Understanding intermediate representations of the concepts learned by deep
learning classifiers is indispensable for interpreting general model behaviors.
Existing approaches to reveal learned concepts often rely on human supervision,
such as pre-defined concept sets or segmentation processes. In this paper, we
propose a novel unsupervised method for discovering distributed representations
of concepts by selecting a principal subset of neurons. Our empirical findings
demonstrate that instances with similar neuron activation states tend to share
coherent concepts. Based on the observations, the proposed method selects
principal neurons that construct an interpretable region, namely a Relaxed
Decision Region (RDR), encompassing instances with coherent concepts in the
feature space. It can be utilized to identify unlabeled subclasses within data
and to detect the causes of misclassifications. Furthermore, the applicability
of our method across various layers discloses distinct distributed
representations over the layers, which provides deeper insights into the
internal mechanisms of the deep learning model.
Unsupervised Method for Discovering Distributed Representations of Concepts in Deep Learning
Understanding the intermediate representations of concepts learned by deep learning classifiers is crucial for interpreting the general behaviors of these models. However, most existing approaches rely on human supervision or predefined concept sets, limiting their applicability and interpretability. In this paper, a novel unsupervised method is proposed, which aims to discover distributed representations of concepts by selecting a principal subset of neurons.

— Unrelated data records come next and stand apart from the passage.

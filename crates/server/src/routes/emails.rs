use axum::{
    extract::State,
    routing::{get, post},
    Json, Router,
};
use serde::{Deserialize, Serialize};
use serde_json::json;
use tracing::error;
use utoipa::IntoParams;
use uuid::Uuid;

use common::types::DataResponse;
use service::email::{self, BulkEmail, BulkOutcome, EmailLogRow, EmailTemplate, SendEmail};
use service::pagination::{Paginated, Pagination};

use crate::errors::ApiError;
use crate::extract::{ApiJson, ApiPath, ApiQuery};
use crate::state::AppState;

#[derive(Debug, Deserialize)]
#[serde(rename_all = "camelCase")]
pub struct SendManyRequest {
    #[serde(default)]
    pub customer_ids: Vec<String>,
    #[serde(flatten)]
    pub message: BulkEmail,
}

#[derive(Debug, Serialize)]
#[serde(rename_all = "camelCase")]
pub struct SendResponse {
    pub success: bool,
    pub message_id: Option<String>,
    pub log_id: Uuid,
}

#[derive(Debug, Serialize)]
pub struct SendManyResponse {
    pub success: bool,
    #[serde(flatten)]
    pub outcome: BulkOutcome,
}

#[derive(Debug, Deserialize, IntoParams)]
#[into_params(parameter_in = Query)]
pub struct LogQuery {
    pub page: Option<u64>,
    pub limit: Option<u64>,
}

pub fn router() -> Router<AppState> {
    Router::new()
        .route("/emails/send", post(send))
        .route("/emails/send-many", post(send_many))
        .route("/emails/templates", get(templates))
        .route("/emails/templates/:id", get(template))
        .route("/emails/logs", get(logs))
}

#[utoipa::path(
    post, path = "/api/emails/send", tag = "emails",
    request_body = crate::openapi::SendEmailDoc,
    responses(
        (status = 200, description = "Delivered (or simulated)"),
        (status = 400, description = "Validation Error"),
        (status = 500, description = "Delivery failed; recorded in the send log")
    )
)]
pub async fn send(
    State(state): State<AppState>,
    ApiJson(req): ApiJson<SendEmail>,
) -> Result<Json<SendResponse>, ApiError> {
    let report = state.email.send_email(&state.db, req).await?;
    if !report.success {
        error!(log_id = %report.log_id, error = ?report.error, "email send failed");
        return Err(ApiError::internal("failed to send email").with_details(json!({ "logId": report.log_id })));
    }
    Ok(Json(SendResponse { success: true, message_id: report.message_id, log_id: report.log_id }))
}

#[utoipa::path(
    post, path = "/api/emails/send-many", tag = "emails",
    request_body = crate::openapi::SendManyDoc,
    responses(
        (status = 200, description = "Per-recipient results"),
        (status = 400, description = "No ids given or no customer with an email")
    )
)]
pub async fn send_many(
    State(state): State<AppState>,
    ApiJson(req): ApiJson<SendManyRequest>,
) -> Result<Json<SendManyResponse>, ApiError> {
    let ids = req
        .customer_ids
        .iter()
        .map(|s| Uuid::parse_str(s.trim()).map_err(|_| ApiError::validation(format!("invalid customer id '{s}'"))))
        .collect::<Result<Vec<_>, _>>()?;
    let outcome = state.email.send_to_customers(&state.db, &ids, &req.message).await?;
    Ok(Json(SendManyResponse { success: true, outcome }))
}

#[utoipa::path(
    get, path = "/api/emails/templates", tag = "emails",
    responses((status = 200, description = "Template catalog"))
)]
pub async fn templates(State(state): State<AppState>) -> Json<DataResponse<Vec<EmailTemplate>>> {
    Json(DataResponse::new(state.email.templates().to_vec()))
}

#[utoipa::path(
    get, path = "/api/emails/templates/{id}", tag = "emails",
    params(("id" = String, Path, description = "Template ID")),
    responses((status = 200, description = "Template"), (status = 404, description = "Not Found"))
)]
pub async fn template(
    State(state): State<AppState>,
    ApiPath(id): ApiPath<String>,
) -> Result<Json<DataResponse<EmailTemplate>>, ApiError> {
    state
        .email
        .template(&id)
        .cloned()
        .map(|t| Json(DataResponse::new(t)))
        .ok_or_else(|| ApiError::not_found(format!("template '{id}' not found")))
}

#[utoipa::path(
    get, path = "/api/emails/logs", tag = "emails",
    params(LogQuery),
    responses((status = 200, description = "Send log, newest first"))
)]
pub async fn logs(
    State(state): State<AppState>,
    ApiQuery(q): ApiQuery<LogQuery>,
) -> Result<Json<Paginated<EmailLogRow>>, ApiError> {
    Ok(Json(email::list_email_logs(&state.db, Pagination::new(q.page, q.limit)).await?))
}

The key finding of this study is that instances with similar neuron activation states tend to share coherent concepts. Based on this observation, the proposed method selects principal neurons to form an interpretable region called a Relaxed Decision Region (RDR). The RDR encompasses instances with coherent concepts in the feature space, allowing for the identification of unlabeled subclasses within the data and the detection of causes of misclassifications.
One of the notable aspects of this approach is its interdisciplinary nature. It combines concepts from deep learning, unsupervised learning, and interpretability research. By leveraging unsupervised learning techniques, the method avoids the need for labeled data or human supervision. This makes it more scalable and applicable to real-world scenarios where labeled data may be scarce or expensive to obtain.
Moreover, the discovery of distributed representations over various layers reveals distinct internal mechanisms within the deep learning model. This provides deeper insights into how information is processed and transformed across different levels of abstraction. The multi-disciplinary nature of this study is particularly valuable, as it bridges the gap between deep learning theory and interpretability research.
The results from empirical findings demonstrate the effectiveness of the proposed method. By selecting principal neurons that form coherent regions in the feature space, the method successfully uncovers meaningful concepts learned by deep learning classifiers. This opens up possibilities for understanding and interpreting the inner workings of these models in a more transparent and understandable manner.
In conclusion, this paper presents a novel unsupervised method for discovering distributed representations of concepts in deep learning. By selecting principal neurons that form interpretable regions, the proposed method enables the identification of unlabeled subclasses and the detection of misclassifications. Its interdisciplinary nature and ability to provide deeper insights into the internal mechanisms of deep learning models make it a valuable contribution to both the deep learning and interpretability research communities.